Directions for this task — Would you return every entry below without a single difference?

━━━ The input ━━━

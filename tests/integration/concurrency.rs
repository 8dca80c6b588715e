//! Integration test: concurrent access.
//!
//! Heartbeats, detector ticks, lookups and rebalances run from many tasks
//! against one shared coordinator.

use std::collections::HashSet;
use std::sync::Arc;
use std::time::Duration;

use vigil_cluster::{ClusterError, CoordinatorConfig};
use vigil_integration_tests::{TestCluster, node_id, test_keys};
use vigil_types::NodeState;

/// No heartbeat is lost when many tasks report at once.
#[tokio::test(flavor = "multi_thread", worker_threads = 4)]
async fn test_concurrent_heartbeats_are_counted() {
    let c = TestCluster::new(0).await;
    let coordinator = c.coordinator().clone();

    let mut tasks = Vec::new();
    for port in 8000..8010u16 {
        for _ in 0..10 {
            let coordinator = coordinator.clone();
            tasks.push(tokio::spawn(async move {
                for _ in 0..10 {
                    coordinator.record_heartbeat(node_id(port)).await;
                }
            }));
        }
    }
    for t in tasks {
        t.await.unwrap();
    }

    let status = coordinator.status().await;
    assert_eq!(status.len(), 10);
    for node in status.values() {
        // 100 heartbeats: the first registers with counter 0.
        assert_eq!(node.heartbeat, 99, "{}", node.id);
        assert_eq!(node.state, NodeState::Alive);
    }
}

/// Lookups racing with joins, ticks and rebalances always see a usable ring.
#[tokio::test(flavor = "multi_thread", worker_threads = 4)]
async fn test_lookups_during_membership_churn() {
    let c = Arc::new(TestCluster::new(3).await);
    let keys = Arc::new(test_keys(200));
    let initial: HashSet<_> = c.node_ids().iter().cloned().collect();

    let mut readers = Vec::new();
    for r in 0..4 {
        let c = c.clone();
        let keys = keys.clone();
        readers.push(tokio::spawn(async move {
            let mut seen = HashSet::new();
            for round in 0..50 {
                let key = &keys[(r * 50 + round) % keys.len()];
                let owner = c.coordinator().find(key).await.unwrap();
                seen.insert(owner);
            }
            seen
        }));
    }

    let writer = {
        let c = c.clone();
        tokio::spawn(async move {
            for port in 8003..8013u16 {
                c.coordinator().record_heartbeat(node_id(port)).await;
                c.coordinator().tick().await;
                if port % 3 == 0 {
                    c.coordinator().rebalance().await;
                }
            }
        })
    };

    writer.await.unwrap();
    for r in readers {
        for owner in r.await.unwrap() {
            let port: u16 = owner.as_str()["cpu:".len()..].parse().unwrap();
            assert!(
                initial.contains(&owner) || (8003..8013).contains(&port),
                "unexpected owner {owner}"
            );
        }
    }

    let ring = c.coordinator().ring().await;
    assert_eq!(ring.node_count(), 13);
}

/// The background detector and API-style reads share the coordinator.
#[tokio::test(flavor = "multi_thread", worker_threads = 2)]
async fn test_background_detector_with_readers() {
    let config = CoordinatorConfig {
        vnodes_per_node: 16,
        ..CoordinatorConfig::test_config()
    };
    let c = Arc::new(TestCluster::with_config(2, config).await);
    let handle = vigil_cluster::detector::start(c.coordinator().clone());

    // Node 0 keeps heartbeating on the manual clock, node 1 goes quiet.
    for _ in 0..20 {
        c.advance(Duration::from_millis(10));
        c.heartbeat(0).await;
        tokio::time::sleep(Duration::from_millis(2)).await;
        c.coordinator().find("key").await.unwrap();
    }

    assert_eq!(c.state_of(0).await, NodeState::Alive);
    assert_eq!(c.state_of(1).await, NodeState::Dead);
    assert!(handle.is_running());
    handle.shutdown().await;

    c.advance(Duration::from_secs(1));
    assert!(matches!(
        c.coordinator().find("key").await,
        Err(ClusterError::NoAvailableNode)
    ));
}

━━━

Reply to the task —
filename tests/integration/concurrency.rs
repository 8dca80c6b588715e
//! Integration test: concurrent access.
//!
//! Heartbeats, detector ticks, lookups and rebalances run from many tasks
//! against one shared coordinator.

use std::collections::HashSet;
use std::sync::Arc;
use std::time::Duration;

use vigil_cluster::{ClusterError, CoordinatorConfig};
use vigil_integration_tests::{TestCluster, node_id, test_keys};
use vigil_types::NodeState;

/// No heartbeat is lost when many tasks report at once.
#[tokio::test(flavor = "multi_thread", worker_threads = 4)]
async fn test_concurrent_heartbeats_are_counted() {
    let c = TestCluster::new(0).await;
    let coordinator = c.coordinator().clone();

    let mut tasks = Vec::new();
    for port in 8000..8010u16 {
        for _ in 0..10 {
            let coordinator = coordinator.clone();
            tasks.push(tokio::spawn(async move {
                for _ in 0..10 {
                    coordinator.record_heartbeat(node_id(port)).await;
                }
            }));
        }
    }
    for t in tasks {
        t.await.unwrap();
    }

    let status = coordinator.status().await;
    assert_eq!(status.len(), 10);
    for node in status.values() {
        // 100 heartbeats: the first registers with counter 0.
        assert_eq!(node.heartbeat, 99, "{}", node.id);
        assert_eq!(node.state, NodeState::Alive);
    }
}

/// Lookups racing with joins, ticks and rebalances always see a usable ring.
#[tokio::test(flavor = "multi_thread", worker_threads = 4)]
async fn test_lookups_during_membership_churn() {
    let c = Arc::new(TestCluster::new(3).await);
    let keys = Arc::new(test_keys(200));
    let initial: HashSet<_> = c.node_ids().iter().cloned().collect();

    let mut readers = Vec::new();
    for r in 0..4 {
        let c = c.clone();
        let keys = keys.clone();
        readers.push(tokio::spawn(async move {
            let mut seen = HashSet::new();
            for round in 0..50 {
                let key = &keys[(r * 50 + round) % keys.len()];
                let owner = c.coordinator().find(key).await.unwrap();
                seen.insert(owner);
            }
            seen
        }));
    }

    let writer = {
        let c = c.clone();
        tokio::spawn(async move {
            for port in 8003..8013u16 {
                c.coordinator().record_heartbeat(node_id(port)).await;
                c.coordinator().tick().await;
                if port % 3 == 0 {
                    c.coordinator().rebalance().await;
                }
            }
        })
    };

    writer.await.unwrap();
    for r in readers {
        for owner in r.await.unwrap() {
            let port: u16 = owner.as_str()["cpu:".len()..].parse().unwrap();
            assert!(
                initial.contains(&owner) || (8003..8013).contains(&port),
                "unexpected owner {owner}"
            );
        }
    }

    let ring = c.coordinator().ring().await;
    assert_eq!(ring.node_count(), 13);
}

/// The background detector and API-style reads share the coordinator.
#[tokio::test(flavor = "multi_thread", worker_threads = 2)]
async fn test_background_detector_with_readers() {
    let config = CoordinatorConfig {
        vnodes_per_node: 16,
        ..CoordinatorConfig::test_config()
    };
    let c = Arc::new(TestCluster::with_config(2, config).await);
    let handle = vigil_cluster::detector::start(c.coordinator().clone());

    // Node 0 keeps heartbeating on the manual clock, node 1 goes quiet.
    for _ in 0..20 {
        c.advance(Duration::from_millis(10));
        c.heartbeat(0).await;
        tokio::time::sleep(Duration::from_millis(2)).await;
        c.coordinator().find("key").await.unwrap();
    }

    assert_eq!(c.state_of(0).await, NodeState::Alive);
    assert_eq!(c.state_of(1).await, NodeState::Dead);
    assert!(handle.is_running());
    handle.shutdown().await;

    c.advance(Duration::from_secs(1));
    assert!(matches!(
        c.coordinator().find("key").await,
        Err(ClusterError::NoAvailableNode)
    ));
}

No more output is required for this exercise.